Exercise requirements:
Beginning with the line that holds "use std::thread;" in the data below, give again every line through the one that holds "for _ in 0..20", exactly as written.
-- Source information follows --
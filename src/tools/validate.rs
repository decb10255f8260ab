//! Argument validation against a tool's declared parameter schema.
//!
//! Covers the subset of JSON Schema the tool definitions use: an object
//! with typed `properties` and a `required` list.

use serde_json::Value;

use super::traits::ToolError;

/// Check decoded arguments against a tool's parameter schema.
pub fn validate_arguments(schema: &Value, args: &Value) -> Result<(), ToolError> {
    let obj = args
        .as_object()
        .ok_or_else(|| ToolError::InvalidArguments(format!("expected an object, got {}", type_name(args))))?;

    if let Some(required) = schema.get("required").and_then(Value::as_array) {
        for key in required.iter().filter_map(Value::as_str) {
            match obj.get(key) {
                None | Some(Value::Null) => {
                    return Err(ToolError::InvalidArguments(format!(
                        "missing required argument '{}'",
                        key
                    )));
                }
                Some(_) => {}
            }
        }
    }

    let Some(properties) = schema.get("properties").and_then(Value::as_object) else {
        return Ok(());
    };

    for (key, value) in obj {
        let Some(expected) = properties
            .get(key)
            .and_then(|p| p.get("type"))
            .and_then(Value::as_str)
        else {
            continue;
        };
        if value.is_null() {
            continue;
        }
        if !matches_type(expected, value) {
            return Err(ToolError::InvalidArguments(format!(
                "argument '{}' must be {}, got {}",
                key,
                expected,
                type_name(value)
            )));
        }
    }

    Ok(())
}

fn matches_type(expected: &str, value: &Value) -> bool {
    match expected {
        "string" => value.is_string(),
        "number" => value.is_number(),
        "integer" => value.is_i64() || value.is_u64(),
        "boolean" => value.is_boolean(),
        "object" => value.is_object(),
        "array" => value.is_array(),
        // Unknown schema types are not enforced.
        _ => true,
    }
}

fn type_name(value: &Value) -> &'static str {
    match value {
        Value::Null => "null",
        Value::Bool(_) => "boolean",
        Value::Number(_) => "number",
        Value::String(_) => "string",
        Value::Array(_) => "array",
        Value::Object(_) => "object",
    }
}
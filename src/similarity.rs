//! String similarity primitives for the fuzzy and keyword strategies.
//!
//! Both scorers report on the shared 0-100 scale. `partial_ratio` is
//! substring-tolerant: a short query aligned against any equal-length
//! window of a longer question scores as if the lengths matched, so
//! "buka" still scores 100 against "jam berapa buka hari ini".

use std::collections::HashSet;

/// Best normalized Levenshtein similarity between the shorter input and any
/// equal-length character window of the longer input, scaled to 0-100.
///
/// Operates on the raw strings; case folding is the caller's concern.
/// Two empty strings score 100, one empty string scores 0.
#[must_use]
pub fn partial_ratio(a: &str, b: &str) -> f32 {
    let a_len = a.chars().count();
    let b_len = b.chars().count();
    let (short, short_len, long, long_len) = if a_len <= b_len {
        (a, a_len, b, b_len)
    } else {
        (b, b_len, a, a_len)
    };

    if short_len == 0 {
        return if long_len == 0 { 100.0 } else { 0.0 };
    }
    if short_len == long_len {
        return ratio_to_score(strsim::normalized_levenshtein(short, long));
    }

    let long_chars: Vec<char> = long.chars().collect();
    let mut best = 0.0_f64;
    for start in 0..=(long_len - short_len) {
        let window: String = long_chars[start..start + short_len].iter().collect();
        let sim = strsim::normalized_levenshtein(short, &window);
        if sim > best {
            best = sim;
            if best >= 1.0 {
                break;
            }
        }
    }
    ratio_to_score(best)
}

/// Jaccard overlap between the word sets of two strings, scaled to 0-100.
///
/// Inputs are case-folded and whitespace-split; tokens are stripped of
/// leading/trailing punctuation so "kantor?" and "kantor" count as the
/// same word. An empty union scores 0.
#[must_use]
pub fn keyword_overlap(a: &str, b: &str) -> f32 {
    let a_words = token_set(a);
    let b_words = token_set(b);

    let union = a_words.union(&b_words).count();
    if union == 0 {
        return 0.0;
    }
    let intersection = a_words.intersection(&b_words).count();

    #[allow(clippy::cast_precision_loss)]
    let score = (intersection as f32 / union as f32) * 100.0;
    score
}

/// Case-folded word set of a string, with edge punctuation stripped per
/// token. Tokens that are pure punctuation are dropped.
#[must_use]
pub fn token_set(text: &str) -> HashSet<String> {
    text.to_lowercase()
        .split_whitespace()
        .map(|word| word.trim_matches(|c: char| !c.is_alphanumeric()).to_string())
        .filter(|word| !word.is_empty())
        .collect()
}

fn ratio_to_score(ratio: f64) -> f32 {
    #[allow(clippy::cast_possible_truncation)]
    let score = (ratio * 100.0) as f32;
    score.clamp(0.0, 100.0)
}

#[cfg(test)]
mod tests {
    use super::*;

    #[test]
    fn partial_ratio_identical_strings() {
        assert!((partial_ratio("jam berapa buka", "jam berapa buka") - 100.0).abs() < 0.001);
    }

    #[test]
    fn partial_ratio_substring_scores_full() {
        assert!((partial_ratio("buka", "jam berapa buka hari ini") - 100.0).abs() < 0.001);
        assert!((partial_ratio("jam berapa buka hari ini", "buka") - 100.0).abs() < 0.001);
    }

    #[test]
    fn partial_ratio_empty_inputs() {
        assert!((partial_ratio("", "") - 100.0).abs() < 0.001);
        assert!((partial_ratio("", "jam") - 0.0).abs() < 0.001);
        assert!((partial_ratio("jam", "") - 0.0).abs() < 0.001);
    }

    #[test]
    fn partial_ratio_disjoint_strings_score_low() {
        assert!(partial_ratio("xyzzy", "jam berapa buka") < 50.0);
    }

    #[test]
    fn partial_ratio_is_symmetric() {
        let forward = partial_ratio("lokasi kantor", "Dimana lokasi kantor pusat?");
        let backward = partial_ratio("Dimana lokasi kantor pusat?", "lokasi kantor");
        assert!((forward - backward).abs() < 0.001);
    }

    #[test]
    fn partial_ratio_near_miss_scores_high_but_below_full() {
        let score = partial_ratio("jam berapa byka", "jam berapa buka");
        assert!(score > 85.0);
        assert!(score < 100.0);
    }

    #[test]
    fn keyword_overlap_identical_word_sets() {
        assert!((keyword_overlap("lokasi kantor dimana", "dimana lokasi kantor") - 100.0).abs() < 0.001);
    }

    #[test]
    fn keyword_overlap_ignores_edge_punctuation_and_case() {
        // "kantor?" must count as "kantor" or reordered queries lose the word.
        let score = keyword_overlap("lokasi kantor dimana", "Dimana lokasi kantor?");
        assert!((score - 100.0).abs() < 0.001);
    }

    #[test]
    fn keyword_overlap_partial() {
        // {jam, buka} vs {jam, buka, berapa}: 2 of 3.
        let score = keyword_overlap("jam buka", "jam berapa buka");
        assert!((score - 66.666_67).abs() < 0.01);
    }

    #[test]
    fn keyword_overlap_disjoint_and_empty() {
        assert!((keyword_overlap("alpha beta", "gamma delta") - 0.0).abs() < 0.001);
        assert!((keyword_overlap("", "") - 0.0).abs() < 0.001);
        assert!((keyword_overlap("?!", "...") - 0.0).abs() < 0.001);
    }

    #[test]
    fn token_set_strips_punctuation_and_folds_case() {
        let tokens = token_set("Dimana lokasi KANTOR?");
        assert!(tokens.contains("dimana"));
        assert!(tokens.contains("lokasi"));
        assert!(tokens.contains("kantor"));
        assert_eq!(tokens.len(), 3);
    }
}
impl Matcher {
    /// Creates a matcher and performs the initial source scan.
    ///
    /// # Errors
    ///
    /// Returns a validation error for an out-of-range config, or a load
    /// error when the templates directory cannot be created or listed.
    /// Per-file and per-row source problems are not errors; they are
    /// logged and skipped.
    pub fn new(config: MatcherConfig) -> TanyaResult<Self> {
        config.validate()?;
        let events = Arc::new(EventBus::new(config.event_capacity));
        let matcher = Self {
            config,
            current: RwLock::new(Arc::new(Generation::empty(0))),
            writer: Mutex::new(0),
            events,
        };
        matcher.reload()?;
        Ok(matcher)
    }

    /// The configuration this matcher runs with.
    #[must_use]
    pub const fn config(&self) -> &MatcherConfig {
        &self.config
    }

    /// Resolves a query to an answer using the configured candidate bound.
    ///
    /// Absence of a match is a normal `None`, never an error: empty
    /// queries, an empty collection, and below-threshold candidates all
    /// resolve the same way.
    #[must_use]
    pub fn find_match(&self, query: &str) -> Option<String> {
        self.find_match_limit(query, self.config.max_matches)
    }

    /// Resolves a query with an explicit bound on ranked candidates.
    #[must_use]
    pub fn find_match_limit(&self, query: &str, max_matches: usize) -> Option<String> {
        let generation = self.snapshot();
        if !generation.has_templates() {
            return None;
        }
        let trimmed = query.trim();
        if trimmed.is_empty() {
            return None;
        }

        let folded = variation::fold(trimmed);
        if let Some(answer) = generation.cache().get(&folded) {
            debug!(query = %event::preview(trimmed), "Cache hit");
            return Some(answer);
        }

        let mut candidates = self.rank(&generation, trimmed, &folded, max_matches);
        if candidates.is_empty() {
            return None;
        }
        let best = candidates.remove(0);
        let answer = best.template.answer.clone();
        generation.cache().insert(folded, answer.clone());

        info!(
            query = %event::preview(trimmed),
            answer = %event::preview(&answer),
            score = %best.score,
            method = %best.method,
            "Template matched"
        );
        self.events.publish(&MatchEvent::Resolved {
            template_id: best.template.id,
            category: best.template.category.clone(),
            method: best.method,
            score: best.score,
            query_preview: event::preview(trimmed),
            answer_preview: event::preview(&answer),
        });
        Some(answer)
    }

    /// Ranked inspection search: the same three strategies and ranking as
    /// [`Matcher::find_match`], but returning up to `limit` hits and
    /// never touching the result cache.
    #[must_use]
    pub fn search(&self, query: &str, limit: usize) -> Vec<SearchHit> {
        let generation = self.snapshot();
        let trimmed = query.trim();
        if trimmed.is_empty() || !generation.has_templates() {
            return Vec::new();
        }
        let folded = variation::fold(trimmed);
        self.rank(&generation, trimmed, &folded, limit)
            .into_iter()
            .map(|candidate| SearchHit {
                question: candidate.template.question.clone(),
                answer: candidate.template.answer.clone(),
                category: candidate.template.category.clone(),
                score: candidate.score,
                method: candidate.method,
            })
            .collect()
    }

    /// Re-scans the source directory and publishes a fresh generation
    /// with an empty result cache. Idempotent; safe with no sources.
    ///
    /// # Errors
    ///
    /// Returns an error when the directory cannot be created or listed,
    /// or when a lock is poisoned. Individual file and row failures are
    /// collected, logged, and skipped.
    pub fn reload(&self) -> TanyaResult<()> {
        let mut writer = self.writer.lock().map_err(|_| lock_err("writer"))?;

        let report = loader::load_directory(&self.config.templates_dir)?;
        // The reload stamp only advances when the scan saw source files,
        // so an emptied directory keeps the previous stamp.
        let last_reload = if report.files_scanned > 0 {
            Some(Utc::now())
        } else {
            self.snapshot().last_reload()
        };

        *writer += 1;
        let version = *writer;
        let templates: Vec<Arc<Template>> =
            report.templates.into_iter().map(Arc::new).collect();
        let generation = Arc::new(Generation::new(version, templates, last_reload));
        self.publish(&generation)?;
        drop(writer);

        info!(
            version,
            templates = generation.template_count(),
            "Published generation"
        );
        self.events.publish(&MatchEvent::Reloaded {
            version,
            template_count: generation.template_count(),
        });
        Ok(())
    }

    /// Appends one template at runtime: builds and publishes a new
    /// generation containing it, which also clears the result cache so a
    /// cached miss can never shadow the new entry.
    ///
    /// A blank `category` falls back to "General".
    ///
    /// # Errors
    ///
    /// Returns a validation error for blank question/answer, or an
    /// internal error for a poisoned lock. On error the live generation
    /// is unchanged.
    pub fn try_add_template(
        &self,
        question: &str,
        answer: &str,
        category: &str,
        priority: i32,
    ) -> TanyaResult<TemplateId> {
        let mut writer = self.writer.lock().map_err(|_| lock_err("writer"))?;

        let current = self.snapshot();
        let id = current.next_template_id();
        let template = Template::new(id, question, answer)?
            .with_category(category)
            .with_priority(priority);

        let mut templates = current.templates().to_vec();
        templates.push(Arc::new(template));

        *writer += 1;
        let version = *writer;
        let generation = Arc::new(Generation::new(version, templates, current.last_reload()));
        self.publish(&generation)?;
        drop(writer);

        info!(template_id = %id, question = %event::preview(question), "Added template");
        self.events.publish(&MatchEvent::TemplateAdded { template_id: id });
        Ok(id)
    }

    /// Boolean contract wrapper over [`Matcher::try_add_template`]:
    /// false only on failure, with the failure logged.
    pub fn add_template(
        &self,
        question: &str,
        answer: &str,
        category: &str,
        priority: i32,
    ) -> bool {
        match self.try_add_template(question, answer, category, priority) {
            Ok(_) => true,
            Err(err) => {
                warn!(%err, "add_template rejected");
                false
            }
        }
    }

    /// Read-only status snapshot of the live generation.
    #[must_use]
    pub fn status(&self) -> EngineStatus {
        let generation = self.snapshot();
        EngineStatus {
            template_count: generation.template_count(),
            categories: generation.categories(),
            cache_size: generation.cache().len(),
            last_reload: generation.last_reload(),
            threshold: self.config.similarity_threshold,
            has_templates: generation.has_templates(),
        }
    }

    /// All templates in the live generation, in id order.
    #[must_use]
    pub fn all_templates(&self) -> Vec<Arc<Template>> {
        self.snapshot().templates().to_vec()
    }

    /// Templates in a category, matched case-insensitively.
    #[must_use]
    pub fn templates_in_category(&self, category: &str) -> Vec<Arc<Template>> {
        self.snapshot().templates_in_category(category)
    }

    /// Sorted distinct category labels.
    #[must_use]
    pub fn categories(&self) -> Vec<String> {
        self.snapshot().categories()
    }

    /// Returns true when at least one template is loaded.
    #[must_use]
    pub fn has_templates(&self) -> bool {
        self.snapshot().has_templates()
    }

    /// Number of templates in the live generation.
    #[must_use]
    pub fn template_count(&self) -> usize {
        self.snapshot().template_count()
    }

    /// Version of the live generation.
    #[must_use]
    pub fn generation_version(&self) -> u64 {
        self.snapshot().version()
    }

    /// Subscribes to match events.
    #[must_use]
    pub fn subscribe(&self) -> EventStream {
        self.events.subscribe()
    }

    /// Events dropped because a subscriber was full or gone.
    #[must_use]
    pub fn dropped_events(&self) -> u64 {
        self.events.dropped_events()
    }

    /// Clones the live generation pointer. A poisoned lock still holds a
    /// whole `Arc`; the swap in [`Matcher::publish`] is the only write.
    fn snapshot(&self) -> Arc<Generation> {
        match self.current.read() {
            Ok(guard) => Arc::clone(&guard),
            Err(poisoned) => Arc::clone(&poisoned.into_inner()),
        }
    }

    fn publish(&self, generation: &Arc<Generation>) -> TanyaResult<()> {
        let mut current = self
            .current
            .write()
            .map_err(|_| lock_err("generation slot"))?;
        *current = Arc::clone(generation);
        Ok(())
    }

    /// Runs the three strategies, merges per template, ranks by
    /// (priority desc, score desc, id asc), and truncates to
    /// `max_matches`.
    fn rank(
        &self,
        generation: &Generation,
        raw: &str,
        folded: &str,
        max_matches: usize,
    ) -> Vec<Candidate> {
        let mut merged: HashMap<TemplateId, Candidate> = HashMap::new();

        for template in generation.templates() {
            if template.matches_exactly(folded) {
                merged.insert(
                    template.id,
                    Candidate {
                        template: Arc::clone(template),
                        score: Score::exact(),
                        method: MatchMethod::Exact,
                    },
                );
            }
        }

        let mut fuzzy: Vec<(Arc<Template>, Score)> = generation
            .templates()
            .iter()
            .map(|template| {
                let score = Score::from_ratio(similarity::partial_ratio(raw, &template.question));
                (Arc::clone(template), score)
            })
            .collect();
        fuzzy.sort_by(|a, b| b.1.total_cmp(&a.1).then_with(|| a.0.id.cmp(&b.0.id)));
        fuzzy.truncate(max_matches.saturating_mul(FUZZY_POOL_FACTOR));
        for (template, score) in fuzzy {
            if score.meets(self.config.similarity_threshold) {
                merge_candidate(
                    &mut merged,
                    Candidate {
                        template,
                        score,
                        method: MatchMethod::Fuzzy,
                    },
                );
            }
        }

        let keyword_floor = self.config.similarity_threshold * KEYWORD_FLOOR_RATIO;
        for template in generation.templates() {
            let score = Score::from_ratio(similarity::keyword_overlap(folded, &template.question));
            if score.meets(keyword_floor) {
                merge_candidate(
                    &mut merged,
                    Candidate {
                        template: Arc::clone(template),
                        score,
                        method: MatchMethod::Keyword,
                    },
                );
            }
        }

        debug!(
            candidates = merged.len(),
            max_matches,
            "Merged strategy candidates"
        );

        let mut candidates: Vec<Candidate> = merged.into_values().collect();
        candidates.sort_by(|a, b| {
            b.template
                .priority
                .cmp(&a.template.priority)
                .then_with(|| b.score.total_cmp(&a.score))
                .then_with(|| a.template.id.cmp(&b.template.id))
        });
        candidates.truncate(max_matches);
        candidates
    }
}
-- Source information concluded --
-- Source information follows --
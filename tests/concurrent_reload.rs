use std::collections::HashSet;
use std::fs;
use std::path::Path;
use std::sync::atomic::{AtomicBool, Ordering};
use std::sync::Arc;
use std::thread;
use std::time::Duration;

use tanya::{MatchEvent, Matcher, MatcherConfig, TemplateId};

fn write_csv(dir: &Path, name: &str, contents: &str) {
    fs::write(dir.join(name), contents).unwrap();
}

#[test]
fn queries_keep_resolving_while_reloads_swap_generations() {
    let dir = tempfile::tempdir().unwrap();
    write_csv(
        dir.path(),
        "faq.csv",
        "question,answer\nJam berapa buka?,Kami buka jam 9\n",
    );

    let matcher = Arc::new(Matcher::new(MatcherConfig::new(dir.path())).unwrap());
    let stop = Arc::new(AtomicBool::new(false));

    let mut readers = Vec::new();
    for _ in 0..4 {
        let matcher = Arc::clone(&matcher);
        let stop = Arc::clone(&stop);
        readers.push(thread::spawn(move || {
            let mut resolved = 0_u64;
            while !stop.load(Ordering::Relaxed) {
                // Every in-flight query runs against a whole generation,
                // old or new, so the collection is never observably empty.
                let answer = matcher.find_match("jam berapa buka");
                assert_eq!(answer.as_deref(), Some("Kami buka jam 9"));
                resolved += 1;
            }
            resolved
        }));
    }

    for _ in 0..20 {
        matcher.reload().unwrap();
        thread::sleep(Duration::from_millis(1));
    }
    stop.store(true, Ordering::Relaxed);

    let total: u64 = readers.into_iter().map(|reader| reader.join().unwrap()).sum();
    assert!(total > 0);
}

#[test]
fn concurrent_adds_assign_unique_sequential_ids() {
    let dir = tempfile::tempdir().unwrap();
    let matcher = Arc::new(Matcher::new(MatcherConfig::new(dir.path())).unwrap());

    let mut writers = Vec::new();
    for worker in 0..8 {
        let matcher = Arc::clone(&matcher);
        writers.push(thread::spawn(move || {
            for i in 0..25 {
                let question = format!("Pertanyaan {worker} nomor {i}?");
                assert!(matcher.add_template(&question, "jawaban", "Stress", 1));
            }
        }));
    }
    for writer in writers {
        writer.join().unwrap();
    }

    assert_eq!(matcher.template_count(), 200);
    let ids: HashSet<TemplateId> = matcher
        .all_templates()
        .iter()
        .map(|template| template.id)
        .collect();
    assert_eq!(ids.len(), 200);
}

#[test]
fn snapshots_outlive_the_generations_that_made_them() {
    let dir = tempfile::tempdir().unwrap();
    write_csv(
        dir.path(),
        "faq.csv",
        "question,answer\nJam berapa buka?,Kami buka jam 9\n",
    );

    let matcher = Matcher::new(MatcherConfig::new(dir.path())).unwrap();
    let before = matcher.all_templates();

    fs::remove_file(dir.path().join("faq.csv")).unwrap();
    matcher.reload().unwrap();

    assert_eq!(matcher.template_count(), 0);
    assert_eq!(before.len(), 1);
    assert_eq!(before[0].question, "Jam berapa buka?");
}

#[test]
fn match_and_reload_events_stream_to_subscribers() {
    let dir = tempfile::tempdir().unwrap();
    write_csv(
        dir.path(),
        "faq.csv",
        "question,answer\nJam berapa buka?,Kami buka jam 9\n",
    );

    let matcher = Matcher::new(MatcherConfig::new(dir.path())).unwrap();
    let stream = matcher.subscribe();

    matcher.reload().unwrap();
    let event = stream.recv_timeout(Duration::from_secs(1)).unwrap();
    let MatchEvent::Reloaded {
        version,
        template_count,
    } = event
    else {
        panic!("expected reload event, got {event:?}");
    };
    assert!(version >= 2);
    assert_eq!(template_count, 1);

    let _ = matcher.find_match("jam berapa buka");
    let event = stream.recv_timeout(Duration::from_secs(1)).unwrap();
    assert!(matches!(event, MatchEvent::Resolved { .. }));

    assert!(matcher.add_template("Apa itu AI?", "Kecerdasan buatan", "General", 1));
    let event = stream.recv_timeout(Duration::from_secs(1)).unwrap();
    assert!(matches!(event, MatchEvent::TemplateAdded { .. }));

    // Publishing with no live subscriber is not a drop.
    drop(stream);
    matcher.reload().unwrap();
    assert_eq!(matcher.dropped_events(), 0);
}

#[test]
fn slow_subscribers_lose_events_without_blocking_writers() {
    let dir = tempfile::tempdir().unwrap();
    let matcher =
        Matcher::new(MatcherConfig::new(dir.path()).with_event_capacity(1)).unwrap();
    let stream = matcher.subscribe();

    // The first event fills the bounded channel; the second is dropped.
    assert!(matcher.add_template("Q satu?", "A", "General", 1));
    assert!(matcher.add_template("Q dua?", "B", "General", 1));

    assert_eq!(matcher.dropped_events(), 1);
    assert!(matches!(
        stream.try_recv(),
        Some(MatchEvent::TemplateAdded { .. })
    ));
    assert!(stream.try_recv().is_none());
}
-- Source information concluded --
Task result:
use std::thread;
use std::time::Duration;

use tanya::{MatchEvent, Matcher, MatcherConfig, TemplateId};

fn write_csv(dir: &Path, name: &str, contents: &str) {
    fs::write(dir.join(name), contents).unwrap();
}

#[test]
fn queries_keep_resolving_while_reloads_swap_generations() {
    let dir = tempfile::tempdir().unwrap();
    write_csv(
        dir.path(),
        "faq.csv",
        "question,answer\nJam berapa buka?,Kami buka jam 9\n",
    );

    let matcher = Arc::new(Matcher::new(MatcherConfig::new(dir.path())).unwrap());
    let stop = Arc::new(AtomicBool::new(false));

    let mut readers = Vec::new();
    for _ in 0..4 {
        let matcher = Arc::clone(&matcher);
        let stop = Arc::clone(&stop);
        readers.push(thread::spawn(move || {
            let mut resolved = 0_u64;
            while !stop.load(Ordering::Relaxed) {
                // Every in-flight query runs against a whole generation,
                // old or new, so the collection is never observably empty.
                let answer = matcher.find_match("jam berapa buka");
                assert_eq!(answer.as_deref(), Some("Kami buka jam 9"));
                resolved += 1;
            }
            resolved
        }));
    }

    for _ in 0..20 {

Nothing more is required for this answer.